The Baule are an Akan people who migrated to their present location in central Côte D’Ivoire from Ghana in the C16th but seem only to have learnt weaving from their Dioula neighbours in the early to mid C20th. Note the standing posture of the weavers in the photo, unlike the seated style of the Asante and Ewe in Ghana. The book notes that there are around 300 weavers in a cooperative group in the village of Bomizambo 45km from Yamoussoukro.

In contrast to the Baule, the weaving of the Dan people in the central western part of the country is very obscure. Perhaps surprisingly given the attention paid to Dan masks and sculpture I am not aware of any published images before this that show Dan textiles and weaving.



































Some modern Gouro cloths worn for a wedding. The lady in the centre is wearing a Baule cloth, but the woman at the left and 2nd from right wear complex weft float decorated Gouro fabrics.


















Finally, a Malinké masquerader near Bondoukou wears a modern Abron cloth.

For a selection of our vintage textiles from Côte D’Ivoire see here and for further reading see here

Tuesday, 17 November 2009

The "Spotted Hyena" - Dioula ikat weaving in northern Ivory Coast

A Dioula weaver at work in the square beside the mosque, Bobo-Dioulasso, Burkina Faso. Vintage postcard, circa 1910, author's collection.














The Dioula or Dyula are a Muslim Mande-speaking people who migrated from present day Mali into what is now northern Cote D'Ivoire and southern Burkina Faso in the sixteenth century. Specialists in long-distance trade, Islamic scholarship, and textile production the Dioula were key players in the distribution of weaving technology throughout West Africa. Dioula weavers wove cloths for their own use and for trading both locally to farming peoples such as the Senufo and Koulango, and as trade goods for their long distance caravans south to the Guinea coast and east via Bondoukou to Salaga in northern Ghana.

Key features of Dioula weaving were complex supplementary weft float motifs, the early introduction of imported red threads, and at least from the end of the C19th, the use of ikat (ikat was rare in West African weaving - the Yoruba in Nigeria were the other main practitioners of the technique.) The "spotted hyena" or "suruku kawa" was the Dioula name for the oldest of their warp ikat patterned designs, in which solid blocks of indigo blue across the whole strip width alternated along the cloth with the white cotton ground.
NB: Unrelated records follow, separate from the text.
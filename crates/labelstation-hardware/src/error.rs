//! Error types for device link operations.
//!
//! The important split is between a link that could not be reached
//! (process missing, timeout, garbage output) and a link that answered but
//! reported a device count other than one. Both stop an issuance, but they
//! tell the operator different things.

/// Result type alias for hardware operations.
pub type Result<T> = std::result::Result<T, HardwareError>;

/// Errors that can occur while reading a device snapshot.
#[derive(Debug, thiserror::Error)]
pub enum HardwareError {
    /// The device link could not be reached at all.
    #[error("Device link unreachable: {message}")]
    Unreachable { message: String },

    /// The device link did not answer in time.
    #[error("Device link timeout after {duration_ms}ms")]
    Timeout { duration_ms: u64 },

    /// The link answered and reported no attached devices.
    #[error("No devices found, check connection and drivers")]
    NoDevices,

    /// The link answered and reported more than one attached device.
    #[error("Multiple devices found ({count}), only single device mode is supported")]
    MultipleDevices { count: usize },

    /// The link answered but reported a failed command.
    #[error("Device command '{command}' failed: {message}")]
    CommandFailed { command: String, message: String },

    /// The link produced output that could not be interpreted.
    #[error("Invalid data from device link: {message}")]
    InvalidData { message: String },

    /// Generic I/O error.
    #[error("I/O error: {0}")]
    Io(#[from] std::io::Error),
}

impl HardwareError {
    /// Create a new unreachable error.
    pub fn unreachable(message: impl Into<String>) -> Self {
        Self::Unreachable {
            message: message.into(),
        }
    }

    /// Create a new timeout error.
    pub fn timeout(duration_ms: u64) -> Self {
        Self::Timeout { duration_ms }
    }

    /// Create a new command failure error.
    pub fn command_failed(command: impl Into<String>, message: impl Into<String>) -> Self {
        Self::CommandFailed {
            command: command.into(),
            message: message.into(),
        }
    }

    /// Create a new invalid data error.
    pub fn invalid_data(message: impl Into<String>) -> Self {
        Self::InvalidData {
            message: message.into(),
        }
    }

    /// `true` when the link itself failed, as opposed to answering with an
    /// unexpected device count.
    pub fn is_link_failure(&self) -> bool {
        matches!(
            self,
            Self::Unreachable { .. } | Self::Timeout { .. } | Self::InvalidData { .. } | Self::Io(_)
        )
    }
}
//! Mock renderers for testing and development.

mod renderer;

pub use renderer::FixedSymbolRenderer;
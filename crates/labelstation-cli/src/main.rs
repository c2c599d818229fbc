//! # labelstation CLI entry point
//!
//! Parses command-line arguments, loads the station configuration and
//! dispatches to subcommand handlers.

use std::path::PathBuf;
use std::process::ExitCode;

use clap::{Parser, Subcommand};
use tracing_subscriber::EnvFilter;

use labelstation_cli::confirm::{CheckArgs, WatchArgs, run_check, run_watch};
use labelstation_cli::issue::{IssueArgs, run_issue, run_status};
use labelstation_cli::recent::{RecentArgs, run_recent};
use labelstation_cli::session::run_session;
use labelstation_cli::templates::{PreviewArgs, run_preview, run_templates};
use labelstation_cli::{Context, Output};
use labelstation_station::StationConfig;

/// Label station driver
///
/// Issues serial-number labels for devices on the production line: checks
/// the attached device, composes the label, records it and prints it.
#[derive(Parser, Debug)]
#[command(name = "labelstation", version, about, long_about = None)]
struct Cli {
    /// Enable verbose output. Repeat for more verbosity (-v, -vv, -vvv).
    #[arg(short, long, action = clap::ArgAction::Count, global = true)]
    verbose: u8,

    /// Path to the station configuration file (TOML).
    #[arg(long, global = true, env = "LABELSTATION_CONFIG")]
    config: Option<PathBuf>,

    /// Write answers as JSON.
    #[arg(long, global = true)]
    json: bool,

    #[command(subcommand)]
    command: Commands,
}

#[derive(Subcommand, Debug)]
enum Commands {
    /// Read the attached device and report whether a label can be issued.
    Status,

    /// Issue a label for a serial number.
    Issue(IssueArgs),

    /// Ask once whether a label has been scanned downstream.
    Check(CheckArgs),

    /// Poll until a label has been scanned downstream.
    Watch(WatchArgs),

    /// List recently issued labels.
    Recent(RecentArgs),

    /// List the label templates.
    Templates,

    /// Compose a label into a printer job file without issuing it.
    Preview(PreviewArgs),

    /// Read operator commands from stdin against one station.
    Session,
}

#[tokio::main]
async fn main() -> ExitCode {
    let cli = Cli::parse();

    let level = match cli.verbose {
        0 => "warn",
        1 => "info",
        2 => "debug",
        _ => "trace",
    };
    let filter = EnvFilter::try_from_default_env().unwrap_or_else(|_| EnvFilter::new(level));

    tracing_subscriber::fmt()
        .with_env_filter(filter)
        .with_target(false)
        .with_writer(std::io::stderr)
        .init();

    tracing::debug!("labelstation v{} starting", env!("CARGO_PKG_VERSION"));

    let config = match StationConfig::load(cli.config.as_deref()) {
        Ok(config) => config,
        Err(e) => {
            tracing::error!("failed to load configuration: {e}");
            return ExitCode::from(1);
        }
    };
    tracing::debug!(station = %config.station.station_id, "configuration loaded");

    let ctx = Context::new(config, Output::new(cli.json));

    let result = match &cli.command {
        Commands::Status => run_status(&ctx).await,
        Commands::Issue(args) => run_issue(args, &ctx).await,
        Commands::Check(args) => run_check(args, &ctx).await,
        Commands::Watch(args) => run_watch(args, &ctx).await,
        Commands::Recent(args) => run_recent(args, &ctx).await,
        Commands::Templates => run_templates(&ctx),
        Commands::Preview(args) => run_preview(args, &ctx),
        Commands::Session => run_session(&ctx).await,
    };

    match result {
        Ok(code) => ExitCode::from(code),
        Err(e) => {
            tracing::error!("{e:#}");
            ExitCode::from(1)
        }
    }
}
//! Property-based tests for serial-number parsing.
//!
//! Run with: cargo test --package labelstation-core --test property_tests

use labelstation_core::{DeviceType, SerialNumber};
use proptest::prelude::*;

fn device_type() -> impl Strategy<Value = DeviceType> {
    prop::sample::select(DeviceType::ALL.to_vec())
}

fn six_digits() -> impl Strategy<Value = String> {
    prop::string::string_regex("[0-9]{6}").expect("Failed to create digit regex strategy")
}

proptest! {
    /// Every registered prefix followed by six digits parses to that prefix's type.
    #[test]
    fn prop_valid_serial_selects_its_type(device in device_type(), digits in six_digits()) {
        let raw = format!("{}-{}", device.prefix(), digits);
        let serial = SerialNumber::parse(&raw).unwrap();

        prop_assert_eq!(serial.device_type(), device);
        prop_assert_eq!(serial.number(), digits.as_str());
        prop_assert_eq!(serial.to_string(), raw);
    }

    /// Arbitrary input never panics, and anything accepted re-parses identically.
    #[test]
    fn prop_arbitrary_input_never_panics(input in ".{0,24}") {
        if let Ok(serial) = SerialNumber::parse(&input) {
            let again = SerialNumber::parse(serial.as_str()).unwrap();
            prop_assert_eq!(again, serial);
        }
    }

    /// Wrong digit counts are always rejected.
    #[test]
    fn prop_wrong_digit_count_rejected(
        device in device_type(),
        digits in prop::string::string_regex("[0-9]{0,5}|[0-9]{7,10}").expect("regex"),
    ) {
        let raw = format!("{}-{}", device.prefix(), digits);
        prop_assert!(SerialNumber::parse(&raw).is_err());
    }
}
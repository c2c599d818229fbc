//! Deterministic symbol renderer.

use crate::error::RenderError;
use crate::renderer::SymbolRenderer;
use image::{GrayImage, Luma};
use parking_lot::Mutex;
use std::sync::Arc;
use std::time::Duration;

#[derive(Debug, Default)]
struct Calls {
    count: usize,
    last: Option<(Vec<u8>, u32)>,
}

/// Renderer that draws a fixed pattern and records what it was asked for.
///
/// The pattern has a solid left column and bottom row, like a Data Matrix
/// finder, over a checkerboard. Clones share the call record.
#[derive(Debug, Clone, Default)]
pub struct FixedSymbolRenderer {
    native_size: Option<u32>,
    failure: Option<RenderError>,
    delay: Option<Duration>,
    calls: Arc<Mutex<Calls>>,
}

impl FixedSymbolRenderer {
    /// Renders at exactly the requested size.
    pub fn new() -> Self {
        Self::default()
    }

    /// Always renders `size` x `size`, whatever was requested.
    pub fn with_native_size(size: u32) -> Self {
        Self {
            native_size: Some(size),
            ..Self::default()
        }
    }

    /// Always fails with `error`.
    pub fn failing(error: RenderError) -> Self {
        Self {
            failure: Some(error),
            ..Self::default()
        }
    }

    /// Block the calling thread for `delay` on every request, like a slow
    /// external encoder.
    pub fn with_delay(mut self, delay: Duration) -> Self {
        self.delay = Some(delay);
        self
    }

    /// Number of render requests so far.
    pub fn calls(&self) -> usize {
        self.calls.lock().count
    }

    /// Payload and size of the most recent request.
    pub fn last_request(&self) -> Option<(Vec<u8>, u32)> {
        self.calls.lock().last.clone()
    }
}

impl SymbolRenderer for FixedSymbolRenderer {
    fn render_symbol(&self, payload: &[u8], size_px: u32) -> Result<GrayImage, RenderError> {
        {
            let mut calls = self.calls.lock();
            calls.count += 1;
            calls.last = Some((payload.to_vec(), size_px));
        }

        if let Some(delay) = self.delay {
            std::thread::sleep(delay);
        }

        if let Some(error) = &self.failure {
            return Err(error.clone());
        }

        let n = self.native_size.unwrap_or(size_px).max(1);
        Ok(GrayImage::from_fn(n, n, |x, y| {
            if x == 0 || y == n - 1 || (x + y) % 2 == 0 {
                Luma([0])
            } else {
                Luma([255])
            }
        }))
    }
}
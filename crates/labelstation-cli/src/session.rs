//! # Session Subcommand
//!
//! A long-lived station driven one line at a time, for a bench operator or
//! a wrapping front end. Policy toggles made in a session apply to the
//! issuances that follow in the same session and are forgotten when it
//! ends.
//!
//! ```text
//! status
//! toggle print
//! issue RC-103-000123
//! check RC-103-000123
//! recent 20 240
//! quit
//! ```

use anyhow::Result;
use labelstation_core::PolicyField;
use labelstation_station::{Station, station};
use serde::Serialize;
use std::io::{self, Write};
use tokio::io::{AsyncBufRead, AsyncBufReadExt, BufReader};
use tracing::debug;

use crate::{Context, EXIT_OK, Output, render};

const HELP: &str = "commands: status | issue <serial> | toggle <validation|print> | policy \
                    | check <barcode> | recent [limit] [window_minutes] | help | quit";

const DEFAULT_RECENT_LIMIT: u32 = 10;
const DEFAULT_RECENT_WINDOW: u32 = 60;

/// One operator command.
#[derive(Debug, Clone, PartialEq, Eq)]
pub enum SessionCommand {
    Status,
    Issue(String),
    Toggle(PolicyField),
    Policy,
    Check(String),
    Recent { limit: u32, window_minutes: u32 },
    Help,
    Quit,
}

impl SessionCommand {
    /// Parse one input line. Blank lines and `#` comments yield `None`.
    pub fn parse(line: &str) -> Result<Option<Self>, String> {
        let mut words = line.split_whitespace();
        let Some(verb) = words.next() else {
            return Ok(None);
        };
        if verb.starts_with('#') {
            return Ok(None);
        }

        let args: Vec<&str> = words.collect();
        let command = match (verb.to_ascii_lowercase().as_str(), args.as_slice()) {
            ("status", []) => SessionCommand::Status,
            ("issue", [serial]) => SessionCommand::Issue((*serial).to_string()),
            ("toggle", [field]) => {
                SessionCommand::Toggle(field.parse().map_err(|e| format!("{e}"))?)
            }
            ("policy", []) => SessionCommand::Policy,
            ("check", [barcode]) => SessionCommand::Check((*barcode).to_string()),
            ("recent", rest) if rest.len() <= 2 => SessionCommand::Recent {
                limit: number(rest.first(), DEFAULT_RECENT_LIMIT)?,
                window_minutes: number(rest.get(1), DEFAULT_RECENT_WINDOW)?,
            },
            ("help", []) => SessionCommand::Help,
            ("quit" | "exit", []) => SessionCommand::Quit,
            (verb, _) => return Err(format!("cannot parse {verb:?}; {HELP}")),
        };
        Ok(Some(command))
    }
}

fn number(word: Option<&&str>, default: u32) -> Result<u32, String> {
    match word {
        None => Ok(default),
        Some(word) => word
            .parse()
            .map_err(|_| format!("expected a number, got {word:?}")),
    }
}

#[derive(Debug, Serialize)]
struct SessionError<'a> {
    error: &'a str,
}

#[derive(Debug, Serialize)]
struct PolicyChange {
    field: PolicyField,
    enabled: bool,
}

/// Execute the session subcommand on stdin and stdout.
pub async fn run_session(ctx: &Context) -> Result<u8> {
    let (station, db) = station::open(&ctx.config).await?;
    let output = if ctx.output.is_json() {
        ctx.output.line_delimited()
    } else {
        ctx.output
    };

    let mut out = io::stdout();
    if !output.is_json() {
        writeln!(
            out,
            "Station {} ready on printer {}; {HELP}",
            station.identity().station_id,
            station.printer_id()
        )?;
    }

    let code = serve(&station, BufReader::new(tokio::io::stdin()), &mut out, output).await;
    db.close().await;
    code
}

/// Answer every command read from `input` until `quit` or end of input.
pub async fn serve<R, W>(station: &Station, input: R, out: &mut W, output: Output) -> Result<u8>
where
    R: AsyncBufRead + Unpin,
    W: Write,
{
    let mut lines = input.lines();

    while let Some(line) = lines.next_line().await? {
        let command = match SessionCommand::parse(&line) {
            Ok(Some(command)) => command,
            Ok(None) => continue,
            Err(message) => {
                output.emit(out, &SessionError { error: &message }, || message.clone())?;
                continue;
            }
        };

        debug!(?command, "Session command");
        if command == SessionCommand::Quit {
            break;
        }
        answer(station, command, out, output).await?;
        out.flush()?;
    }

    Ok(EXIT_OK)
}

async fn answer<W: Write>(
    station: &Station,
    command: SessionCommand,
    out: &mut W,
    output: Output,
) -> Result<()> {
    match command {
        SessionCommand::Status => {
            let status = station.readiness_status().await;
            output.emit(out, &status, || render::readiness(&status))
        }
        SessionCommand::Issue(serial) => {
            let outcome = station.issue_label(&serial).await;
            output.emit(out, &outcome.to_response(), || render::outcome(&outcome))
        }
        SessionCommand::Toggle(field) => {
            let change = PolicyChange {
                field,
                enabled: station.toggle_policy(field),
            };
            output.emit(out, &change, || {
                let state = if change.enabled { "on" } else { "off" };
                format!("{field} is now {state}")
            })
        }
        SessionCommand::Policy => {
            let policy = station.policy().current();
            output.emit(out, &policy, || {
                PolicyField::ALL
                    .iter()
                    .map(|f| format!("{f}: {}", if policy.get(*f) { "on" } else { "off" }))
                    .collect::<Vec<_>>()
                    .join(", ")
            })
        }
        SessionCommand::Check(barcode) => match station.check_scan_confirmation(&barcode).await {
            Ok(confirmation) => output.emit(out, &confirmation, || {
                render::confirmation(&barcode, &confirmation)
            }),
            Err(failure) => output.emit(out, &failure, || render::failure(&failure)),
        },
        SessionCommand::Recent {
            limit,
            window_minutes,
        } => match station.list_recent_issuances(limit, window_minutes).await {
            Ok(records) => output.emit(out, &records, || render::records(&records)),
            Err(failure) => output.emit(out, &failure, || render::failure(&failure)),
        },
        SessionCommand::Help => output.emit(out, &serde_json::json!({ "help": HELP }), || HELP.to_string()),
        SessionCommand::Quit => Ok(()),
    }
}

#[cfg(test)]
mod tests {
    use super::*;
    use rstest::rstest;

    #[rstest]
    #[case("status", SessionCommand::Status)]
    #[case("  ISSUE RC-103-000123 ", SessionCommand::Issue("RC-103-000123".into()))]
    #[case("toggle print", SessionCommand::Toggle(PolicyField::PhysicalPrint))]
    #[case("toggle device_validation", SessionCommand::Toggle(PolicyField::DeviceValidation))]
    #[case("check RC-102-000001", SessionCommand::Check("RC-102-000001".into()))]
    #[case("recent", SessionCommand::Recent { limit: 10, window_minutes: 60 })]
    #[case("recent 5", SessionCommand::Recent { limit: 5, window_minutes: 60 })]
    #[case("recent 5 240", SessionCommand::Recent { limit: 5, window_minutes: 240 })]
    #[case("exit", SessionCommand::Quit)]
    fn test_parse_command(#[case] line: &str, #[case] expected: SessionCommand) {
        assert_eq!(SessionCommand::parse(line).unwrap(), Some(expected));
    }

    #[rstest]
    #[case("")]
    #[case("   ")]
    #[case("# comment")]
    fn test_parse_skips_blank_and_comments(#[case] line: &str) {
        assert_eq!(SessionCommand::parse(line).unwrap(), None);
    }

    #[rstest]
    #[case("issue")]
    #[case("issue RC-103-000123 extra")]
    #[case("toggle printer_color")]
    #[case("recent ten")]
    #[case("reboot")]
    fn test_parse_rejects(#[case] line: &str) {
        assert!(SessionCommand::parse(line).is_err());
    }
}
These ikat decorated strips could be used to create an overall checker board layout of alternated with warp striped or check patterned strips.


"Elegantes de Kong" (Prouteaux 1925, p.608)

















In the second half of the C20th hand-woven cloth was no longer part of everyday dress but was still in demand for weddings, festivals, and other ceremonial occasions. The suruku kawa pattern was no longer fashionable and was displaced by other ikat designs developed mainly by the Baule who had taken over and elaborated the Dioula technique.


An elderly Dioula weaver, Dar Salami, south Burkina Faso, 2004 (auther's photograph.)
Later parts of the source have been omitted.